We talk of innovation every other day and perhaps the scene today is that along with strategy and management, Innovation too perhaps has turned to be one of the most loosely used words. We read about Zara, Facebook, Southwest,etc and think that they must be great to look upto. Yes they are, but not the only ones. In India too we have several really ingenious innovators who have transformed the world around them. There are people like V. Kurien, Elaben Bhatt, Sam Pitroda who have brought about a great deal of reform as well.

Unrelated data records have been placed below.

//! Glyph values: render kinds, cache keys and glyph rendering data.

use std::fmt;
use std::sync::Arc;

use crate::font::FontId;

/// The representation a glyph is rendered into.
///
/// The same glyph of the same font is cached separately for every render
/// kind (and, for coverage glyphs, every pixel size).
#[derive(Debug, Clone, Copy, PartialEq, Eq, Hash, Default)]
pub enum GlyphRender {
    /// Coverage (alpha mask) glyph rendered at a fixed pixel size.
    Coverage {
        /// Pixel size the coverage is computed at. Must be non-zero.
        pixel_size: u32,
    },
    /// Signed distance field glyph, resolution independent.
    DistanceField,
    /// Curve-based glyph evaluated with restricted rays.
    #[default]
    RestrictedRays,
    /// Curve-based glyph evaluated with horizontal and vertical bands.
    BandedRays,
}

impl GlyphRender {
    /// Check if this render kind can be used for a lookup.
    pub fn is_valid(&self) -> bool {
        !matches!(self, GlyphRender::Coverage { pixel_size: 0 })
    }

    /// Check if this render kind scales without re-rendering.
    pub fn is_scalable(&self) -> bool {
        !matches!(self, GlyphRender::Coverage { .. })
    }
}

/// Index of a glyph within a font.
#[derive(Debug, Clone, Copy, PartialEq, Eq, PartialOrd, Ord, Hash)]
pub struct GlyphIndex(pub u32);

impl GlyphIndex {
    /// Get the raw index value.
    pub const fn value(self) -> u32 {
        self.0
    }
}

/// Key identifying one rendered glyph in a [`GlyphCache`](crate::GlyphCache).
#[derive(Debug, Clone, Copy, PartialEq, Eq, Hash)]
pub struct GlyphKey {
    /// The font the glyph comes from.
    pub font: FontId,
    /// The representation it is rendered into.
    pub render: GlyphRender,
    /// The glyph index within the font.
    pub index: GlyphIndex,
}

impl GlyphKey {
    /// Create a new glyph key.
    pub fn new(font: FontId, render: GlyphRender, index: GlyphIndex) -> Self {
        Self {
            font,
            render,
            index,
        }
    }
}

/// Bounding box of a glyph outline in font units.
#[derive(Debug, Clone, Copy, PartialEq, Eq, Hash)]
pub struct GlyphBounds {
    /// Minimum x coordinate.
    pub x_min: i16,
    /// Minimum y coordinate.
    pub y_min: i16,
    /// Maximum x coordinate.
    pub x_max: i16,
    /// Maximum y coordinate.
    pub y_max: i16,
}

impl GlyphBounds {
    /// Width of the bounding box.
    pub fn width(&self) -> i32 {
        i32::from(self.x_max) - i32::from(self.x_min)
    }

    /// Height of the bounding box.
    pub fn height(&self) -> i32 {
        i32::from(self.y_max) - i32::from(self.y_min)
    }
}

/// Glyph metrics in font units.
#[derive(Debug, Clone, Copy, PartialEq)]
pub struct GlyphMetrics {
    /// Horizontal advance.
    pub advance: f32,
    /// Outline bounds, `None` for glyphs without an outline (e.g. space).
    pub bounds: Option<GlyphBounds>,
    /// The number of font units per em.
    pub units_per_em: u16,
}

impl GlyphMetrics {
    /// Scale font units to pixels for a given font size.
    pub fn scale_to_pixels(&self, font_units: f32, font_size: f32) -> f32 {
        font_units * font_size / f32::from(self.units_per_em.max(1))
    }

    /// Get the advance scaled to pixels for a given font size.
    pub fn advance_px(&self, font_size: f32) -> f32 {
        self.scale_to_pixels(self.advance, font_size)
    }
}

/// One outline path command in font units.
#[derive(Debug, Clone, Copy, PartialEq)]
pub enum PathCommand {
    /// Start a new contour.
    MoveTo(f32, f32),
    /// Straight line to a point.
    LineTo(f32, f32),
    /// Quadratic curve: control point, end point.
    QuadTo(f32, f32, f32, f32),
    /// Cubic curve: two control points, end point.
    CubicTo(f32, f32, f32, f32, f32, f32),
    /// Close the current contour.
    Close,
}

/// The data a font produces for one glyph in one render kind.
///
/// This carries metrics and outline only. Turning it into pixels or GPU
/// data is the renderer's business.
#[derive(Debug, Clone, PartialEq)]
pub struct GlyphRenderData {
    /// Glyph metrics.
    pub metrics: GlyphMetrics,
    /// Glyph outline.
    pub outline: Vec<PathCommand>,
}

impl GlyphRenderData {
    /// Create render data without an outline.
    pub fn empty(metrics: GlyphMetrics) -> Self {
        Self {
            metrics,
            outline: Vec::new(),
        }
    }

    /// Check if the glyph has no outline.
    pub fn is_empty(&self) -> bool {
        self.outline.is_empty()
    }
}

/// A cached glyph: its key plus the render data produced for it.
#[derive(Debug, Clone, PartialEq)]
pub struct GlyphData {
    /// The key this data is stored under.
    pub key: GlyphKey,
    /// The render data.
    pub render_data: GlyphRenderData,
}

/// Handle to a rendered glyph, or the invalid sentinel.
///
/// An invalid glyph is a normal lookup outcome: it means no candidate font
/// maps the requested character code.
#[derive(Clone, Default)]
pub struct Glyph {
    data: Option<Arc<GlyphData>>,
}

impl Glyph {
    /// The invalid glyph sentinel.
    pub const fn invalid() -> Self {
        Self { data: None }
    }

    /// Wrap cached glyph data.
    pub fn new(data: Arc<GlyphData>) -> Self {
        Self { data: Some(data) }
    }

    /// Check if this glyph refers to rendered data.
    pub fn is_valid(&self) -> bool {
        self.data.is_some()
    }

    /// Get the glyph data, `None` for the invalid sentinel.
    pub fn data(&self) -> Option<&GlyphData> {
        self.data.as_deref()
    }

    /// Get the cache key, `None` for the invalid sentinel.
    pub fn key(&self) -> Option<GlyphKey> {
        self.data.as_ref().map(|data| data.key)
    }

    /// Get the id of the font the glyph comes from.
    pub fn font_id(&self) -> Option<FontId> {
        self.key().map(|key| key.font)
    }

    /// Get the glyph index within its font.
    pub fn index(&self) -> Option<GlyphIndex> {
        self.key().map(|key| key.index)
    }

    /// Check if both handles point at the same cached entry.
    pub fn ptr_eq(&self, other: &Glyph) -> bool {
        match (&self.data, &other.data) {
            (Some(a), Some(b)) => Arc::ptr_eq(a, b),
            (None, None) => true,
            _ => false,
        }
    }
}

impl fmt::Debug for Glyph {
    fn fmt(&self, f: &mut fmt::Formatter<'_>) -> fmt::Result {
        match &self.data {
            Some(data) => f.debug_tuple("Glyph").field(&data.key).finish(),
            None => f.write_str("Glyph(invalid)"),
        }
    }
}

But let me just mention two specific innovations that have fascinated me dearly.

1. HUSK POWER SYSTEMS

In Bihar, one of the poorest states in India, 85 percent of people are not connected to the electricity grid so households use kerosene lamps when they can afford it and businesses use expensive and dirty diesel generators.

Some view this ‘energy poverty’ as a development problem, others view it as an environmental problem. The founders of Bihar-based Husk Power Systems view it as an opportunity to build a social enterprise.

Husk Power Systems

Husk Power Systems

Their motto is tamaso ma jyotir gamaya – ‘from darkness to light’

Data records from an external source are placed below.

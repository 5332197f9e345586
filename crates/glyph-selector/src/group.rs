//! Font group handles.

use std::fmt;
use std::sync::Arc;

use crate::font::{FontGenerator, FontRef};
use crate::properties::FontProperties;
use crate::registry::GroupId;
use crate::selector::GlyphSelector;

/// A group of fonts selected from a [`FontProperties`] query.
///
/// A `FontGroup` is a cheap, copyable handle into the [`GlyphSelector`]
/// that created it; it borrows the selector and cannot outlive it. The
/// handle is a live view: fonts and generators registered after the group
/// was created show up in it if they match its query.
///
/// Inspecting a group never realizes its generators.
///
/// # Example
///
/// ```
/// use glyph_selector::{FontProperties, GlyphSelector};
///
/// let selector = GlyphSelector::default();
/// let group = selector.fetch_group(&FontProperties::new("Sans"), false);
///
/// assert!(group.is_empty());
/// assert_eq!(group, selector.fetch_group(&FontProperties::new("Sans"), false));
/// ```
#[derive(Clone, Copy)]
pub struct FontGroup<'a> {
    selector: &'a GlyphSelector,
    id: GroupId,
}

impl<'a> FontGroup<'a> {
    pub(crate) fn new(selector: &'a GlyphSelector, id: GroupId) -> Self {
        Self { selector, id }
    }

    pub(crate) fn id(&self) -> GroupId {
        self.id
    }

    pub(crate) fn selector(&self) -> &'a GlyphSelector {
        self.selector
    }

    /// Fonts of this group that are loaded, best match first.
    ///
    /// Includes generators that have already been realized.
    pub fn loaded_fonts(&self) -> Vec<FontRef> {
        let registry = self.selector.registry().lock();
        registry
            .group_state(self.id)
            .members
            .iter()
            .filter_map(|&entry| registry.entry(entry).loaded().cloned())
            .collect()
    }

    /// Generators of this group that have not loaded their font yet, best
    /// match first.
    pub fn font_generators(&self) -> Vec<Arc<dyn FontGenerator>> {
        let registry = self.selector.registry().lock();
        registry
            .group_state(self.id)
            .members
            .iter()
            .filter_map(|&entry| registry.entry(entry).pending_generator().cloned())
            .collect()
    }

    /// Number of registered entries in this group, including generators
    /// that failed to load.
    pub fn len(&self) -> usize {
        self.selector.registry().lock().group_state(self.id).members.len()
    }

    /// Check if no registered entry matches this group's query.
    pub fn is_empty(&self) -> bool {
        self.len() == 0
    }

    /// The query this group was created from (without source label).
    pub fn properties(&self) -> FontProperties {
        self.selector.registry().lock().group_state(self.id).key.properties.clone()
    }

    /// Check if this group only admits field-equal fonts.
    pub fn is_exact(&self) -> bool {
        self.selector.registry().lock().group_state(self.id).key.exact
    }
}

impl PartialEq for FontGroup<'_> {
    fn eq(&self, other: &Self) -> bool {
        std::ptr::eq(self.selector, other.selector) && self.id == other.id
    }
}

impl Eq for FontGroup<'_> {}

impl fmt::Debug for FontGroup<'_> {
    fn fmt(&self, f: &mut fmt::Formatter<'_>) -> fmt::Result {
        f.debug_struct("FontGroup")
            .field("id", &self.id.0)
            .finish_non_exhaustive()
    }
}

Husk Power Systems realized that one waste product in Bihar, rice husks, could be used to power a small biomass gasifier. Along with rice husks, they also use mustard stems, corncobs, grasses, and other agricultural residue. After five months of R&D, they developed a system that could produce 32 kilowatts of power by burning 50 kilograms of rice husk per hour. In the last four years, they’ve installed over 80 biomass mini-plants across Bihar, bringing power to more than 32,000 rural households.

This is just a fraction of the potential market. According to Salman Zafar, CEO of BioEnergy Consult and a renewable energy expert in India. The potential demand for biomass power generation in India exceeds 30,000 megawatts (MW); more than 1,000 times Husk Power’s current installed capacity.

Despite the large potential market, Husk has limited competition.    (Read more…..)

2.  SUPER 30

In a land where the curse of caste has often impaired the progress of the downtrodden, the story of Anand Kumar’s “Super 30” students cracking the IIT JEE is more than just a ‘feel-good’ Hollywood script with contrived plots and composite heroes.

Super 30 _ Anand

Super 30 _ Anand

In news recently for its inclusion in TimeMagazine’s “Best of 2010 Asia” list, the personal tribulations of the institute’s students – often children of marginal farmers and landless labourers – reveal a larger, determined struggle to usher in a semblance of democracy within Bihar’s jaundiced education systems.

“This year, more than 20 students who made the cut-off were from the backward classes,” says Mr. Kumar, who, along with his mother, once used to sell papads in the Patna’s streets following the untimely death of his father.

For Anand Kumar and his dedicated team of teachers, the purpose behind setting up the “Super 30” goes beyond merely helping needy students secure a chance to have a go at the IIT JEE. It is a mission of social transformation – one aimed at subtly hacking away the fundamentals of Bihar’s repressive caste system.        (Read more….)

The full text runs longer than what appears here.